Wherever the word "IntoResponse" appears in a line of the records, copy that line.

ENTRIES SHOWN:

※

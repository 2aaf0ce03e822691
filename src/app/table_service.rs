//! The dynamic table service.
//!
//! Orchestrates the schema engine and the data operations over one injected
//! store handle:
//! 1.  Creating a table: DDL plus registry entry, committed together.
//! 2.  Bulk upload: catalog whitelist, row validation, then one transaction of
//!     inserts.
//! 3.  Update, delete and search by whitelisted columns.

use crate::domain::error::{BuildError, ErrorClass, QueryError, SchemaError};
use crate::domain::inspect::MetadataInspector;
use crate::domain::query::{display_value, DeleteRequest, QueryBuilder, SearchRequest, UpdateRequest};
use crate::domain::schema::{
    ColumnDef, CreateTablePlan, LogicalSchema, RegisteredSchema, SchemaRegistry, TableBuilder,
};
use crate::domain::validator::{self, ExpectedColumn, InputRow};
use crate::storage::{CatalogColumn, Row, StoreClient, StoreError};
use serde::Serialize;
use std::sync::Arc;
use thiserror::Error;
use utoipa::ToSchema;

#[derive(Debug, Error)]
pub enum ServiceError {
    #[error(transparent)]
    Build(#[from] BuildError),
    #[error(transparent)]
    Schema(#[from] SchemaError),
    #[error(transparent)]
    Query(#[from] QueryError),
    #[error(transparent)]
    Store(#[from] StoreError),
    #[error("Schema for table {0} not found in the system.")]
    NotRegistered(String),
}

impl ServiceError {
    pub fn class(&self) -> ErrorClass {
        match self {
            ServiceError::Build(e) => e.class(),
            ServiceError::Schema(e) => e.class(),
            ServiceError::Query(e) => e.class(),
            ServiceError::Store(_) => ErrorClass::ServerError,
            ServiceError::NotRegistered(_) => ErrorClass::NotFound,
        }
    }
}

/// A registered schema next to the columns the store currently reports.
#[derive(Debug, Clone, Serialize, ToSchema)]
pub struct TableDescription {
    pub schema: RegisteredSchema,
    pub columns: Vec<CatalogColumn>,
}

pub struct TableService {
    store: Arc<dyn StoreClient>,
    builder: TableBuilder,
    registry: SchemaRegistry,
    inspector: MetadataInspector,
}

impl TableService {
    pub fn new(store: Arc<dyn StoreClient>) -> Self {
        Self {
            builder: TableBuilder::new(store.clone()),
            registry: SchemaRegistry::new(store.clone()),
            inspector: MetadataInspector::new(store.clone()),
            store,
        }
    }

    /// Prepares the service's own storage. Safe to call on every start.
    pub async fn init(&self) -> Result<(), ServiceError> {
        self.registry.ensure_storage().await?;
        Ok(())
    }

    pub fn builder(&self) -> &TableBuilder {
        &self.builder
    }

    pub fn registry(&self) -> &SchemaRegistry {
        &self.registry
    }

    pub fn inspector(&self) -> &MetadataInspector {
        &self.inspector
    }

    pub async fn ping(&self) -> Result<(), ServiceError> {
        self.store.ping().await?;
        Ok(())
    }

    /// Creates the physical table and registers its schema in one transaction.
    pub async fn create_table(
        &self,
        table_name: &str,
        columns: Vec<ColumnDef>,
    ) -> Result<CreateTablePlan, ServiceError> {
        let plan = TableBuilder::plan(table_name, &columns)?;
        if self.registry.is_registered(table_name).await? {
            return Err(SchemaError::DuplicateTable(table_name.to_string()).into());
        }

        let schema = LogicalSchema::new(table_name, columns);
        let statements = vec![
            plan.statement.clone(),
            SchemaRegistry::insert_statement(&schema)?,
        ];

        match self.store.execute_atomic(&statements).await {
            Ok(_) => {
                tracing::info!(
                    table = %plan.table_name,
                    primary_key = %plan.primary_key,
                    columns = schema.columns.len(),
                    "table created and registered"
                );
                Ok(plan)
            }
            Err(e) if e.is_duplicate_table() => {
                Err(BuildError::TableExists(plan.table_name).into())
            }
            Err(e) if e.is_unique_violation() => {
                Err(SchemaError::DuplicateTable(plan.table_name).into())
            }
            Err(e) => {
                tracing::error!(table = %table_name, error = %e, "create table failed");
                Err(BuildError::Store(e).into())
            }
        }
    }

    /// Validates and inserts a whole batch. Nothing is written unless every row
    /// passes validation and every insert succeeds.
    pub async fn upload(&self, table_name: &str, rows: &[InputRow]) -> Result<usize, ServiceError> {
        let whitelist = self.inspector.require_columns(table_name).await?;

        let expected: Vec<ExpectedColumn> =
            whitelist.columns().iter().map(ExpectedColumn::from).collect();
        let report = validator::validate(rows, &expected);
        if !report.is_valid {
            tracing::warn!(
                table = %table_name,
                rows = rows.len(),
                invalid = report.invalid_entries.len(),
                "upload rejected by validation"
            );
            return Err(QueryError::ValidationFailed(report).into());
        }

        let statements = QueryBuilder::new(&whitelist).insert(rows)?;
        if statements.is_empty() {
            return Ok(0);
        }

        if let Err(e) = self.store.execute_atomic(&statements).await {
            tracing::error!(table = %table_name, error = %e, "bulk insert failed, batch rolled back");
            return Err(QueryError::Store(e).into());
        }
        tracing::info!(table = %table_name, inserted = rows.len(), "rows inserted");
        Ok(rows.len())
    }

    /// Returns the affected-row count, which is never 0.
    pub async fn update(&self, table_name: &str, req: &UpdateRequest) -> Result<u64, ServiceError> {
        let whitelist = self.inspector.require_columns(table_name).await?;
        let (stmt, key) = QueryBuilder::new(&whitelist).update(req)?;

        let affected = self.store.execute(&stmt).await.map_err(QueryError::Store)?;
        if affected == 0 {
            return Err(QueryError::RowNotFound {
                column: key.column.to_string(),
                value: display_value(key.value),
            }
            .into());
        }
        tracing::info!(table = %table_name, key = %key.column, affected, "rows updated");
        Ok(affected)
    }

    pub async fn delete(&self, table_name: &str, req: &DeleteRequest) -> Result<u64, ServiceError> {
        let whitelist = self.inspector.require_columns(table_name).await?;
        let (stmt, key) = QueryBuilder::new(&whitelist).delete(req)?;

        let affected = self.store.execute(&stmt).await.map_err(QueryError::Store)?;
        if affected == 0 {
            return Err(QueryError::RowNotFound {
                column: key.column.to_string(),
                value: display_value(key.value),
            }
            .into());
        }
        tracing::info!(table = %table_name, key = %key.column, affected, "rows deleted");
        Ok(affected)
    }

    /// Every matching row; an empty result is an error.
    pub async fn search(&self, table_name: &str, req: &SearchRequest) -> Result<Vec<Row>, ServiceError> {
        let whitelist = self.inspector.require_columns(table_name).await?;
        let stmt = QueryBuilder::new(&whitelist).search(req)?;

        let rows = self.store.fetch_rows(&stmt).await.map_err(QueryError::Store)?;
        if rows.is_empty() {
            return Err(QueryError::NoMatches.into());
        }
        tracing::debug!(table = %table_name, rows = rows.len(), "search matched");
        Ok(rows)
    }

    pub async fn list_schemas(&self) -> Result<Vec<RegisteredSchema>, ServiceError> {
        Ok(self.registry.list().await?)
    }

    pub async fn describe(&self, table_name: &str) -> Result<TableDescription, ServiceError> {
        let schema = self
            .registry
            .get(table_name)
            .await?
            .ok_or_else(|| ServiceError::NotRegistered(table_name.to_string()))?;
        let columns = self.inspector.columns_of(table_name).await?;
        Ok(TableDescription { schema, columns })
    }
}
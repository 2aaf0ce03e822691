use crate::app::ServiceError;
use crate::domain::error::{ErrorClass, QueryError};
use crate::transport::http::types::ApiResponse;
use axum::http::StatusCode;
use axum::Json;
use serde_json::json;

pub fn status_for(class: ErrorClass) -> StatusCode {
    match class {
        ErrorClass::BadRequest => StatusCode::BAD_REQUEST,
        ErrorClass::NotFound => StatusCode::NOT_FOUND,
        ErrorClass::ServerError => StatusCode::INTERNAL_SERVER_ERROR,
    }
}

pub fn bad_request(error: impl Into<String>) -> (StatusCode, Json<ApiResponse>) {
    (StatusCode::BAD_REQUEST, Json(ApiResponse::failure(error)))
}

/// Maps a service failure onto the response envelope. Validation failures
/// carry the per-row report in `data.invalid_entries`.
pub fn error_response(err: &ServiceError) -> (StatusCode, Json<ApiResponse>) {
    let status = status_for(err.class());
    if status.is_server_error() {
        tracing::error!(error = %err, "request failed");
    }

    let mut body = ApiResponse::failure(err.to_string());
    if let ServiceError::Query(QueryError::ValidationFailed(report)) = err {
        body = body.with_data(json!({ "invalid_entries": report.invalid_entries }));
    }
    (status, Json(body))
}
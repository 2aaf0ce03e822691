pub mod postgres;
pub mod store;
#[cfg(test)]
pub(crate) mod testing;

pub use postgres::PgStore;
pub use store::{CatalogColumn, Row, Statement, StoreClient, StoreError};
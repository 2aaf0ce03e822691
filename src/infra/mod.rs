pub mod config;
pub mod decode;
pub mod logging;
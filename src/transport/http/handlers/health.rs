use crate::transport::http::types::{ApiResponse, AppState};
use axum::extract::State;
use axum::http::StatusCode;
use axum::response::IntoResponse;
use axum::Json;

#[utoipa::path(
    get,
    path = "/health",
    responses(
        (status = 200, description = "Service is healthy (DB reachable)", body = ApiResponse),
        (status = 503, description = "Service is unhealthy (DB unreachable)", body = ApiResponse)
    )
)]
pub async fn healthcheck_handler(State(state): State<AppState>) -> impl IntoResponse {
    match state.service.ping().await {
        Ok(_) => (
            StatusCode::OK,
            Json(ApiResponse::ok_data(serde_json::json!({ "status": "ok" }))),
        ),
        Err(e) => (
            StatusCode::SERVICE_UNAVAILABLE,
            Json(
                ApiResponse::failure(format!("DB ping failed: {}", e))
                    .with_data(serde_json::json!({ "status": "unhealthy" })),
            ),
        ),
    }
}
use tracing_subscriber::EnvFilter;

/// Installs the global subscriber. The filter comes from `RUST_LOG` and
/// defaults to `info`.
pub fn init_tracing() {
    let filter = EnvFilter::try_from_default_env().unwrap_or_else(|_| EnvFilter::new("info"));
    // A second call (e.g. from tests) keeps the first subscriber.
    let _ = tracing_subscriber::fmt()
        .with_env_filter(filter)
        .with_target(false)
        .try_init();
}
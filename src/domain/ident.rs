//! SQL identifier and literal handling.
//!
//! Values are always bound as parameters; identifiers and DDL default literals
//! cannot be, so they go through these helpers before being embedded.

/// PostgreSQL truncates identifiers beyond NAMEDATALEN - 1 bytes.
pub const MAX_IDENT_LEN: usize = 63;

/// Accepts `[A-Za-z_][A-Za-z0-9_]*` up to [`MAX_IDENT_LEN`] bytes.
pub fn validate_ident(ident: &str) -> bool {
    if ident.len() > MAX_IDENT_LEN {
        return false;
    }
    let mut chars = ident.chars();
    match chars.next() {
        Some(c) if c.is_ascii_alphabetic() || c == '_' => {}
        _ => return false,
    }
    chars.all(|c| c.is_ascii_alphanumeric() || c == '_')
}

/// Double-quotes an identifier, doubling embedded quotes.
pub fn quote_ident(ident: &str) -> String {
    format!("\"{}\"", ident.replace('"', "\"\""))
}

/// Single-quotes a string literal, doubling embedded quotes.
/// Assumes `standard_conforming_strings = on` (the server default).
pub fn quote_literal(value: &str) -> String {
    format!("'{}'", value.replace('\'', "''"))
}
pub mod error;
pub mod ident;
pub mod inspect;
pub mod query;
pub mod schema;
pub mod validator;
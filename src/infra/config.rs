//! Centralized configuration (environment variables + defaults).

use anyhow::Context;

pub const DEFAULT_DB_SCHEMA: &str = "public";
pub const DEFAULT_MAX_CONNECTIONS: u32 = 5;
pub const DEFAULT_BIND_ADDR: &str = "0.0.0.0:3000";
pub const DEFAULT_MAX_UPLOAD_BYTES: usize = 10 * 1024 * 1024;

fn var_or(name: &str, default: &str) -> String {
    std::env::var(name)
        .ok()
        .map(|v| v.trim().to_string())
        .filter(|v| !v.is_empty())
        .unwrap_or_else(|| default.to_string())
}

fn parsed_or<T>(name: &str, default: T) -> anyhow::Result<T>
where
    T: std::str::FromStr,
    T::Err: std::fmt::Display,
{
    match std::env::var(name) {
        Ok(raw) if !raw.trim().is_empty() => raw
            .trim()
            .parse::<T>()
            .map_err(|e| anyhow::anyhow!("{} is invalid ({}): {}", name, raw, e)),
        _ => Ok(default),
    }
}

/// Database URL must be provided (no default) for safety.
pub fn database_url() -> anyhow::Result<String> {
    std::env::var("DATABASE_URL").context("DATABASE_URL must be set")
}

/// PostgreSQL schema that holds the dynamic tables.
pub fn db_schema() -> String {
    var_or("DB_SCHEMA", DEFAULT_DB_SCHEMA)
}

/// Connection pool size (at least 1).
pub fn max_connections() -> anyhow::Result<u32> {
    Ok(parsed_or("DB_MAX_CONNECTIONS", DEFAULT_MAX_CONNECTIONS)?.max(1))
}

pub fn bind_addr() -> String {
    var_or("BIND_ADDR", DEFAULT_BIND_ADDR)
}

/// Request body limit for uploads, in bytes.
pub fn max_upload_bytes() -> anyhow::Result<usize> {
    parsed_or("MAX_UPLOAD_BYTES", DEFAULT_MAX_UPLOAD_BYTES)
}
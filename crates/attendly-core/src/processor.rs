//! Per-frame detect → encode → match.

use crate::config::{ConfigError, PipelineConfig};
use crate::detector::{DetectError, FaceDetector};
use crate::encoder::{EncodeError, FaceEncoder};
use crate::matcher::Matcher;
use crate::types::{Embedding, FrameRef, MatchResult, Probe};
use chrono::NaiveDateTime;
use std::time::Duration;

/// Resolves every face in a frame to an identity or "unknown".
pub struct FrameProcessor {
    detector: Box<dyn FaceDetector>,
    encoder: Box<dyn FaceEncoder>,
    matcher: Box<dyn Matcher>,
    max_faces: usize,
}

impl FrameProcessor {
    pub fn new(
        detector: Box<dyn FaceDetector>,
        encoder: Box<dyn FaceEncoder>,
        matcher: Box<dyn Matcher>,
        config: &PipelineConfig,
    ) -> Result<Self, ConfigError> {
        config.validate()?;
        Ok(Self {
            detector,
            encoder,
            matcher,
            max_faces: config.max_faces_per_frame,
        })
    }

    /// Match every detected face, in detector order.
    ///
    /// A detector failure fails the whole frame; a face that cannot be
    /// encoded is skipped and the rest of the frame is still processed.
    pub fn process(
        &mut self,
        frame: &FrameRef<'_>,
        timestamp: NaiveDateTime,
    ) -> Result<Vec<MatchResult>, DetectError> {
        let faces = self.detector.detect(frame)?;
        if faces.len() > self.max_faces {
            tracing::debug!(detected = faces.len(), limit = self.max_faces, "face limit reached");
        }

        let mut results = Vec::with_capacity(faces.len().min(self.max_faces));
        for (index, region) in faces.into_iter().take(self.max_faces).enumerate() {
            let embedding = match self.encoder.encode(frame, &region) {
                Ok(e) => e,
                Err(EncodeError::EncodingFailed(reason)) => {
                    tracing::debug!(index, %reason, "skipping unencodable face");
                    continue;
                }
                Err(err) => {
                    tracing::warn!(index, error = %err, "embedding failed; skipping face");
                    continue;
                }
            };

            let outcome = self.matcher.compare(&embedding);
            tracing::debug!(index, decision = ?outcome.decision, distance = ?outcome.distance, "face resolved");
            results.push(MatchResult {
                probe: Probe {
                    embedding,
                    captured_at: timestamp,
                    region,
                },
                decision: outcome.decision,
                distance: outcome.distance,
                decided_at: timestamp,
            });
        }
        Ok(results)
    }

    /// Detect and encode without matching. Used for enrollment; returns the
    /// embedding of the most confident encodable face.
    pub fn best_embedding(&mut self, frame: &FrameRef<'_>) -> Result<Option<Embedding>, DetectError> {
        let mut faces = self.detector.detect(frame)?;
        faces.sort_by(|a, b| b.confidence.total_cmp(&a.confidence));
        for region in faces {
            match self.encoder.encode(frame, &region) {
                Ok(e) => return Ok(Some(e)),
                Err(err) => tracing::debug!(error = %err, "enrollment face not encodable"),
            }
        }
        Ok(None)
    }
}

/// Admits at most one frame per `interval`; the rest are dropped by the caller.
#[derive(Debug, Clone)]
pub struct FrameSampler {
    interval: Duration,
    last: Option<NaiveDateTime>,
}

impl FrameSampler {
    pub fn new(interval: Duration) -> Self {
        Self { interval, last: None }
    }

    /// Returns true if a frame captured at `at` should be processed.
    pub fn admit(&mut self, at: NaiveDateTime) -> bool {
        let due = match self.last {
            None => true,
            // A clock step backwards re-arms the sampler.
            Some(last) => (at - last).to_std().map_or(true, |elapsed| elapsed >= self.interval),
        };
        if due {
            self.last = Some(at);
        }
        due
    }
}

#[cfg(test)]
pub(crate) mod fakes {
    //! Scripted capabilities shared by processor and pipeline tests.

    use super::*;
    use crate::types::BoundingBox;
    use std::collections::VecDeque;

    /// Returns queued detections, one entry per call; no faces once exhausted.
    pub struct ScriptedDetector {
        pub script: VecDeque<Result<Vec<BoundingBox>, DetectError>>,
    }

    impl FaceDetector for ScriptedDetector {
        fn detect(&mut self, _frame: &FrameRef<'_>) -> Result<Vec<BoundingBox>, DetectError> {
            self.script.pop_front().unwrap_or_else(|| Ok(Vec::new()))
        }
    }

    /// Maps a region's x coordinate to an embedding; unlisted regions fail encoding.
    pub struct TableEncoder {
        pub table: Vec<(f32, Embedding)>,
    }

    impl FaceEncoder for TableEncoder {
        fn encode(&mut self, _frame: &FrameRef<'_>, region: &BoundingBox) -> Result<Embedding, EncodeError> {
            self.table
                .iter()
                .find(|(x, _)| (*x - region.x).abs() < 1e-3)
                .map(|(_, e)| e.clone())
                .ok_or_else(|| EncodeError::EncodingFailed(format!("no face at x={}", region.x)))
        }
    }

    pub fn face_at(x: f32) -> BoundingBox {
        BoundingBox { x, y: 0.0, width: 60.0, height: 60.0, confidence: 0.9 }
    }
}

※

RESULT BELOW:
use axum::response::IntoResponse;
pub async fn healthcheck_handler(State(state): State<AppState>) -> impl IntoResponse {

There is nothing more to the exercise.